Projet de modification de la Loi sur les étrangers (LEtr) : Procédure de consultation
Le contre-projet élaboré par le Conseil fédéral, s’il ne viole pas grossièrement le droit international et nous paraît par conséquent de meilleure facture que l’initiative, n’en reste pas moins critiquable sur plusieurs points que nous développons ci-dessous. En nous basant sur le « Günstigkeitsprinzip », qui privilégie le standard le plus favorable en terme de protection des droits humains en cas de concours entre plusieurs normes différentes, nous nous sommes attachés à déterminer si les normes proposées ne seraient pas contraires aux principes et droits humains garantis par la Constitution fédérale et par le droit international ou encore si elles ne seraient pas susceptibles d’induire une mise en oeuvre qui les restreindrait de manière inadmissible.
I. Regroupement familial
Introduction du critère de l'intégration réussie
Selon l’art. 42, al. 3 du projet : « Après un séjour légal ininterrompu de cinq ans, le conjoint a droit à l’octroi d’une autorisation d’établissement, lorsque l'intégration est réussie. En particulier, l'étranger a des connaissances d'une langue nationale. » Une modification analogue est proposée pour les conjoints d'un titulaire d'autorisation d'établissement à l'art. 43, al. 2 du projet.
Le projet de modification introduit une nouvelle condition restrictive pour l'octroi de l'autorisation d'établissement des conjoints étrangers, celle de l'intégration réussie. Selon la loi actuellement en vigueur, l'octroi de l'autorisation d'établissement des conjoints est automatique après un séjour de cinq ans. Cette proposition du Conseil fédéral va plus loin que l'initiative soumise au peuple qui ne prévoit pas une telle mesure. Dans la pratique récente, la notion indéterminée d'intégration a été particulièrement développée par les cantons dans le cadre de la marge d'appréciation qui leur était octroyée dans la LEtr. Cette pratique a notamment permis de renoncer, dans un sens positif, aux procédures d'expulsion contre certains étrangers et certaines étrangères lorsqu’ils ou elles étaient considéré-e-s comme bien intégré-e-s. Le Conseil fédéral propose donc de transformer la notion d'intégration, qui permettait jusqu’à présent d’accorder des exceptions en faveur de certains étrangers et certaines étrangères, en une condition légale en leur défaveur qui restreindra le droit à l'autorisation d'établissement et le droit au regroupement familial des conjoints. Le projet de loi introduit expressément la connaissance d'une langue nationale comme critère d'une intégration réussie. D'autres critères comme l'intégration par l'activité professionnelle sont mentionnés dans l'ordonnance sur l'intégration des étrangers1 et dans le Rapport explicatif.

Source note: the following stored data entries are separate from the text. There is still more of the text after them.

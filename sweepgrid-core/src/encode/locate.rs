//! Discovery of the `ffmpeg`/`ffprobe` pair.
//!
//! Search order: explicit override, `PATH`, per-OS install locations, then a
//! `stable-diffusion-webui` install next to (or above) the working directory. Every candidate
//! must answer `-version` before it is accepted.

use std::path::{Path, PathBuf};
use std::process::Command;
use std::time::Duration;

use crate::encode::process::run_with_timeout;
use crate::foundation::error::{SweepError, SweepResult};

/// How many directory levels above the working directory the webui search climbs.
const ADJACENT_SEARCH_LEVELS: usize = 5;
const WEBUI_DIR: &str = "stable-diffusion-webui";

/// A verified engine executable and its companion probe tool.
#[derive(Clone, Debug, PartialEq, Eq, serde::Serialize)]
pub struct EngineTools {
    /// Answered `-version`.
    pub ffmpeg: PathBuf,
    /// Derived from `ffmpeg`; not verified separately.
    pub ffprobe: PathBuf,
}

impl EngineTools {
    /// Pair `ffmpeg` with the `ffprobe` that sits next to it.
    pub fn from_ffmpeg(ffmpeg: impl Into<PathBuf>) -> Self {
        let ffmpeg = ffmpeg.into();
        let ffprobe = derive_ffprobe(&ffmpeg);
        Self { ffmpeg, ffprobe }
    }
}

/// Locate a working engine.
///
/// An explicit `override_path` that fails verification is an error; it does not fall through to
/// the remaining search layers.
#[tracing::instrument(skip(version_timeout))]
pub fn locate_engine(
    override_path: Option<&Path>,
    version_timeout: Duration,
) -> SweepResult<EngineTools> {
    if let Some(path) = override_path {
        if responds_to_version(path, version_timeout) {
            tracing::info!(ffmpeg = %path.display(), "using ffmpeg override");
            return Ok(EngineTools::from_ffmpeg(path));
        }
        return Err(SweepError::config(format!(
            "ffmpeg override '{}' is not a working ffmpeg executable",
            path.display()
        )));
    }

    let on_path = Path::new(exe_name());
    if responds_to_version(on_path, version_timeout) {
        tracing::info!("using ffmpeg from PATH");
        return Ok(EngineTools::from_ffmpeg(on_path));
    }

    let cwd = std::env::current_dir().ok();
    let candidates = common_install_paths(home_dir().as_deref())
        .into_iter()
        .chain(cwd.as_deref().map(adjacent_candidates).unwrap_or_default());
    for candidate in candidates {
        tracing::debug!(candidate = %candidate.display(), "checking ffmpeg candidate");
        if candidate.is_file() && responds_to_version(&candidate, version_timeout) {
            tracing::info!(ffmpeg = %candidate.display(), "found ffmpeg");
            return Ok(EngineTools::from_ffmpeg(candidate));
        }
    }

    Err(SweepError::config(
        "ffmpeg not found; install it or pass --ffmpeg-path",
    ))
}

/// `true` when `exe -version` exits successfully within `timeout`.
pub fn responds_to_version(exe: &Path, timeout: Duration) -> bool {
    let mut cmd = Command::new(exe);
    cmd.arg("-version");
    match run_with_timeout(&mut cmd, timeout) {
        Ok(out) => out.success(),
        Err(e) => {
            tracing::debug!(exe = %exe.display(), error = %e, "version check failed");
            false
        }
    }
}

/// Companion `ffprobe` for an `ffmpeg` path: `ffmpeg` in the file name becomes `ffprobe`,
/// falling back to a plain `ffprobe` sibling when the name has no such part.
pub fn derive_ffprobe(ffmpeg: &Path) -> PathBuf {
    let Some(name) = ffmpeg.file_name().and_then(|n| n.to_str()) else {
        return ffmpeg.with_file_name(probe_name());
    };
    if name.contains("ffmpeg") {
        ffmpeg.with_file_name(name.replacen("ffmpeg", "ffprobe", 1))
    } else {
        ffmpeg.with_file_name(probe_name())
    }
}

/// Well-known install locations for the current OS.
pub fn common_install_paths(home: Option<&Path>) -> Vec<PathBuf> {
    let mut paths: Vec<PathBuf> = Vec::new();
    if cfg!(windows) {
        for root in ["C:", "D:", "E:"] {
            paths.push(PathBuf::from(format!("{root}/{WEBUI_DIR}/ffmpeg.exe")));
        }
        paths.extend(
            [
                "C:/ffmpeg/bin/ffmpeg.exe",
                "C:/Program Files/ffmpeg/bin/ffmpeg.exe",
                "C:/Program Files (x86)/ffmpeg/bin/ffmpeg.exe",
                "D:/ffmpeg/bin/ffmpeg.exe",
            ]
            .map(PathBuf::from),
        );
        if let Some(home) = home {
            paths.push(home.join("ffmpeg").join("bin").join("ffmpeg.exe"));
        }
    } else if cfg!(target_os = "macos") {
        paths.extend(
            ["/usr/local/bin/ffmpeg", "/opt/homebrew/bin/ffmpeg", "/usr/bin/ffmpeg"]
                .map(PathBuf::from),
        );
        if let Some(home) = home {
            paths.push(home.join("bin").join("ffmpeg"));
        }
    } else {
        paths.extend(
            ["/usr/bin/ffmpeg", "/usr/local/bin/ffmpeg", "/snap/bin/ffmpeg"].map(PathBuf::from),
        );
        if let Some(home) = home {
            paths.push(home.join("bin").join("ffmpeg"));
            paths.push(home.join(".local").join("bin").join("ffmpeg"));
        }
    }
    paths
}

/// Engine paths inside a webui install found at `cwd` or up to five levels above it.
pub fn adjacent_candidates(cwd: &Path) -> Vec<PathBuf> {
    let mut out = Vec::new();
    for dir in cwd.ancestors().take(ADJACENT_SEARCH_LEVELS + 1) {
        out.push(dir.join(WEBUI_DIR).join(exe_name()));
        if dir.file_name().is_some_and(|n| n == WEBUI_DIR) {
            out.push(dir.join(exe_name()));
        }
    }
    out
}

fn exe_name() -> &'static str {
    if cfg!(windows) { "ffmpeg.exe" } else { "ffmpeg" }
}

fn probe_name() -> &'static str {
    if cfg!(windows) { "ffprobe.exe" } else { "ffprobe" }
}

fn home_dir() -> Option<PathBuf> {
    std::env::var_os("HOME")
        .or_else(|| std::env::var_os("USERPROFILE"))
        .map(PathBuf::from)
}

#[cfg(test)]
#[path = "../../tests/unit/encode/locate.rs"]
mod tests;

Ce nouveau dispositif peut mener à une pratique discriminatoire dans l'octroi de l'autorisation d'établissement. Des conjoints étrangers, qui seraient entièrement occupés à élever leurs enfants et pour cette raison n'auraient pas acquis un niveau de langue nationale jugé suffisant et n'auraient pas pu s'intégrer dans le monde professionnel, se verraient refuser l'octroi d'un permis d'établissement après un séjour de cinq ans. Il est très vraisemblable que ce cas de figure touche particulièrement les femmes eu égard au nombre plus important d’entre elles qui renoncent à poursuivre une activité professionnelle pour s'occuper de leurs enfants. A titre indicatif, l'Office fédéral de la statistique a recensé, en 2007, une moyenne hebdomadaire d'heures de travail domestique et familial de 30 heures pour les femmes et de 18 heures pour les hommes3. Une femme au foyer étrangère ne pratiquant à la maison que sa langue d'origine n'a pas les mêmes chances d'apprendre en cinq ans une de nos langues nationales.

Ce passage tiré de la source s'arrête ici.